Adobe Lightroom 4.1 is a comprehensive, self-contained environment for importing, editing, organizing, printing, and sharing your photos. Lightroom accommodates JPGs and video, but it's primarily designed with RAW image files in mind: All of its editing is lossless, and its many tools are designed to tease hidden visual information out of your RAW photos. Unlike the jam-packed but expensive Adobe Photoshop toolset, the $149 Lightroom is optimized for digital photographers. The latest iteration isn't revolutionary, but it adds an impressive number of important new features.

Lightroom's design is set up around "modules," with each tab revealing context-sensitive menus pertinent to a specific task.

Among the most visible changes to Lightroom are two new modules. The Map module seems to be a concession to the pervasiveness of GPS-enabled smartphones: When you import geotagged photos, you can see them arrayed on a Google Map. Most cameras don't perform location tagging, so Lightroom lets you drag photos around on the map, or associate groups of photos with saved locations.

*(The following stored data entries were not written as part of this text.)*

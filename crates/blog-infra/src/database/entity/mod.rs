//! SeaORM entities for the blog tables.

pub mod comment;
pub mod post;
pub mod tag;
pub mod user;
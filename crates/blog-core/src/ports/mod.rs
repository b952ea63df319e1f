//! Ports - trait definitions for external dependencies.
//! These are the "interfaces" that infrastructure must implement.

mod clock;
mod repository;

pub use clock::Clock;
pub use repository::{
    BaseRepository, CommentStore, PostRepository, TagFrequencyIndex, UserRepository,
};
//! User entity for SeaORM.

use sea_orm::Set;
use sea_orm::entity::prelude::*;

#[derive(Clone, Debug, PartialEq, Eq, DeriveEntityModel)]
#[sea_orm(table_name = "tbl_user")]
pub struct Model {
    #[sea_orm(primary_key)]
    pub id: i32,
    #[sea_orm(unique)]
    pub username: String,
    pub email: String,
}

#[derive(Copy, Clone, Debug, EnumIter, DeriveRelation)]
pub enum Relation {
    #[sea_orm(has_many = "super::post::Entity")]
    Posts,
}

impl Related<super::post::Entity> for Entity {
    fn to() -> RelationDef {
        Relation::Posts.def()
    }
}

impl ActiveModelBehavior for ActiveModel {}

/// Conversion from SeaORM Model to Domain User.
impl From<Model> for blog_core::domain::User {
    fn from(model: Model) -> Self {
        Self {
            id: model.id,
            username: model.username,
            email: model.email,
        }
    }
}

/// Conversion from Domain User to SeaORM ActiveModel.
impl From<blog_core::domain::User> for ActiveModel {
    fn from(user: blog_core::domain::User) -> Self {
        Self {
            id: Set(user.id),
            username: Set(user.username),
            email: Set(user.email),
        }
    }
}
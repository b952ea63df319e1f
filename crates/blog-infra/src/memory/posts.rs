use std::collections::BTreeMap;

use async_trait::async_trait;
use tokio::sync::RwLock;

use blog_core::domain::{Page, PageRequest, Post, PostCriteria};
use blog_core::error::RepoError;
use blog_core::ports::{BaseRepository, PostRepository};

#[derive(Default)]
struct PostTable {
    rows: BTreeMap<i32, Post>,
    last_id: i32,
}

/// In-memory post table with auto-incrementing ids.
#[derive(Default)]
pub struct InMemoryPostRepository {
    table: RwLock<PostTable>,
}

impl InMemoryPostRepository {
    pub fn new() -> Self {
        Self::default()
    }

    pub async fn len(&self) -> usize {
        self.table.read().await.rows.len()
    }

    pub async fn is_empty(&self) -> bool {
        self.len().await == 0
    }

    fn matches(post: &Post, criteria: &PostCriteria) -> bool {
        fn exact<T: PartialEq>(wanted: Option<T>, actual: Option<T>) -> bool {
            wanted.is_none() || wanted == actual
        }
        fn partial(wanted: &Option<String>, actual: &str) -> bool {
            wanted.as_deref().is_none_or(|w| actual.contains(w))
        }

        exact(criteria.id, post.id)
            && partial(&criteria.title, &post.title)
            && partial(&criteria.content, &post.content)
            && partial(&criteria.tags, &post.tags)
            && exact(criteria.status, post.status)
            && exact(criteria.create_time, post.create_time)
            && exact(criteria.update_time, post.update_time)
            && exact(criteria.author_id, post.author_id)
    }
}

#[async_trait]
impl BaseRepository<Post, i32> for InMemoryPostRepository {
    async fn find_by_id(&self, id: i32) -> Result<Option<Post>, RepoError> {
        Ok(self.table.read().await.rows.get(&id).cloned())
    }

    async fn save(&self, mut post: Post) -> Result<Post, RepoError> {
        let mut table = self.table.write().await;

        let id = match post.id {
            Some(id) if table.rows.contains_key(&id) => id,
            Some(_) => return Err(RepoError::NotFound),
            None => {
                table.last_id += 1;
                table.last_id
            }
        };
        post.id = Some(id);
        table.rows.insert(id, post.clone());

        Ok(post)
    }

    async fn delete(&self, id: i32) -> Result<(), RepoError> {
        match self.table.write().await.rows.remove(&id) {
            Some(_) => Ok(()),
            None => Err(RepoError::NotFound),
        }
    }
}

#[async_trait]
impl PostRepository for InMemoryPostRepository {
    async fn search(
        &self,
        criteria: &PostCriteria,
        page: PageRequest,
    ) -> Result<Page<Post>, RepoError> {
        let table = self.table.read().await;

        let mut matching: Vec<&Post> = table
            .rows
            .values()
            .filter(|post| Self::matches(post, criteria))
            .collect();
        matching.sort_by(|a, b| b.update_time.cmp(&a.update_time).then(b.id.cmp(&a.id)));

        let total = matching.len() as u64;
        let items = matching
            .into_iter()
            .skip(page.offset() as usize)
            .take(page.per_page as usize)
            .cloned()
            .collect();

        Ok(Page {
            items,
            total,
            page: page.page,
            per_page: page.per_page,
        })
    }
}

#[cfg(test)]
mod tests {
    use blog_core::domain::PostStatus;

    use super::*;

    fn post(title: &str, updated: i64) -> Post {
        let mut post = Post::new(
            title.to_string(),
            "body".to_string(),
            String::new(),
            PostStatus::Published,
        );
        post.update_time = Some(updated);
        post
    }

    #[tokio::test]
    async fn test_insert_assigns_ids() {
        let repo = InMemoryPostRepository::new();
        let first = repo.save(post("one", 1)).await.unwrap();
        let second = repo.save(post("two", 2)).await.unwrap();

        assert_eq!(first.id, Some(1));
        assert_eq!(second.id, Some(2));
        assert_eq!(repo.len().await, 2);
    }

    #[tokio::test]
    async fn test_update_of_missing_row_fails() {
        let repo = InMemoryPostRepository::new();
        let mut ghost = post("ghost", 1);
        ghost.id = Some(99);

        assert!(matches!(repo.save(ghost).await, Err(RepoError::NotFound)));
        assert!(repo.is_empty().await);
    }

    #[tokio::test]
    async fn test_search_partial_match_and_order() {
        let repo = InMemoryPostRepository::new();
        repo.save(post("Learning Rust", 10)).await.unwrap();
        repo.save(post("Rusty tools", 30)).await.unwrap();
        repo.save(post("Go notes", 20)).await.unwrap();

        let criteria = PostCriteria {
            title: Some("Rust".to_string()),
            ..PostCriteria::default()
        };
        let page = repo.search(&criteria, PageRequest::default()).await.unwrap();

        assert_eq!(page.total, 2);
        let titles: Vec<&str> = page.items.iter().map(|p| p.title.as_str()).collect();
        assert_eq!(titles, vec!["Rusty tools", "Learning Rust"]);
    }

    #[tokio::test]
    async fn test_search_paginates() {
        let repo = InMemoryPostRepository::new();
        for i in 0..5 {
            repo.save(post(&format!("post {i}"), i)).await.unwrap();
        }

        let page = repo
            .search(&PostCriteria::default(), PageRequest::new(1, 2))
            .await
            .unwrap();
        assert_eq!(page.total, 5);
        assert_eq!(page.total_pages(), 3);
        let titles: Vec<&str> = page.items.iter().map(|p| p.title.as_str()).collect();
        assert_eq!(titles, vec!["post 2", "post 1"]);
    }
}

Meanwhile, the Book module gives you a new way to share and publish your work; it's essentially a page layout program, where you can arrange text and photos on various predesigned page templates--as on Shutterfly, for example. When you're done, you can save the project as a PDF file, or order the completed book through online bookmaker Blurb.

In addition, the existing Develop module, where the main image editing action happens, has undergone some very positive changes. The new Highlight and Shadow Recovery sliders hugely simplify the tasks of recovering details lost in shadows and improving the contrast in bright regions. Indeed, you can dramatically improve many photos by judiciously using those two sliders.

Beginning with Lightroom 2, you could "paint" mask layers onto your photos and then apply localized improvements (such as exposure, contrast, and saturation) to those areas. Lightroom 4 adds some new tools, including sharpness, noise reduction, and moiré to your localized toolkit. You can even apply white balance this way, which is ideal for photos in which different light sources illuminate the subject and the background.

Also, you're no longer limited to painting masks with the adjustment brush. Lightroom now supplies a graduated filter, which you can use to apply a gradual effect across photos vertically, horizontally, or at any angle in between.

If you've ever struggled to make your prints look as good on paper or on the Web as they do on your own monitor, you'll appreciate Lightroom's new Soft Proofing. Turn it on, and you can graphically see the parts of the photo that are out of the destination's color gamut, similar to the way you can see "blown out" areas when you activate brightness clipping. Soft proofing doesn't fix your color problems for you--to handle that job, you'll have to tweak the hue or saturation of the affected regions--but it's a powerful way to ensure that your final prints look the way you want them to.

And if you have multiple destinations in mind--perhaps you're posting a photo to SmugMug and making a photo book through Blurb--you'll appreciate being able to make virtual copies of soft proofs so that you can adjust the colors in each one for optimal appearance wherever they appear.

Though Lightroom remains primarily a photo management program, you can now use it to trim video clips that you've taken with your camera, and share or publish them. Most photo organizers handle only still photos. Just don't expect to apply any Develop module editing magic for videos.

Unfortunately, some of Lightroom's little annoyances remain. For one thing, cropping a photo still feels as backward as working in a mirror: The mouse moves the image, not the crop box. And you still have to import your photos into Lightroom's library before you can do anything with them. But at long last, Lightroom has a slider to control the zoom level.

Finally, if price can be considered a feature, Lightroom's hottest selling point may be its 50 percent price drop. The full version costs just $149, down from a previously staggering $300 for Lightroom 3 (and the upgrade is just $79). The new price may reflect the fact that Adobe now has some real competition on its hands with up-and-coming photo management packages like Corel AfterShot Pro and CyberLink PhotoDirector 3. Nonetheless, Lightroom is now a real bargain.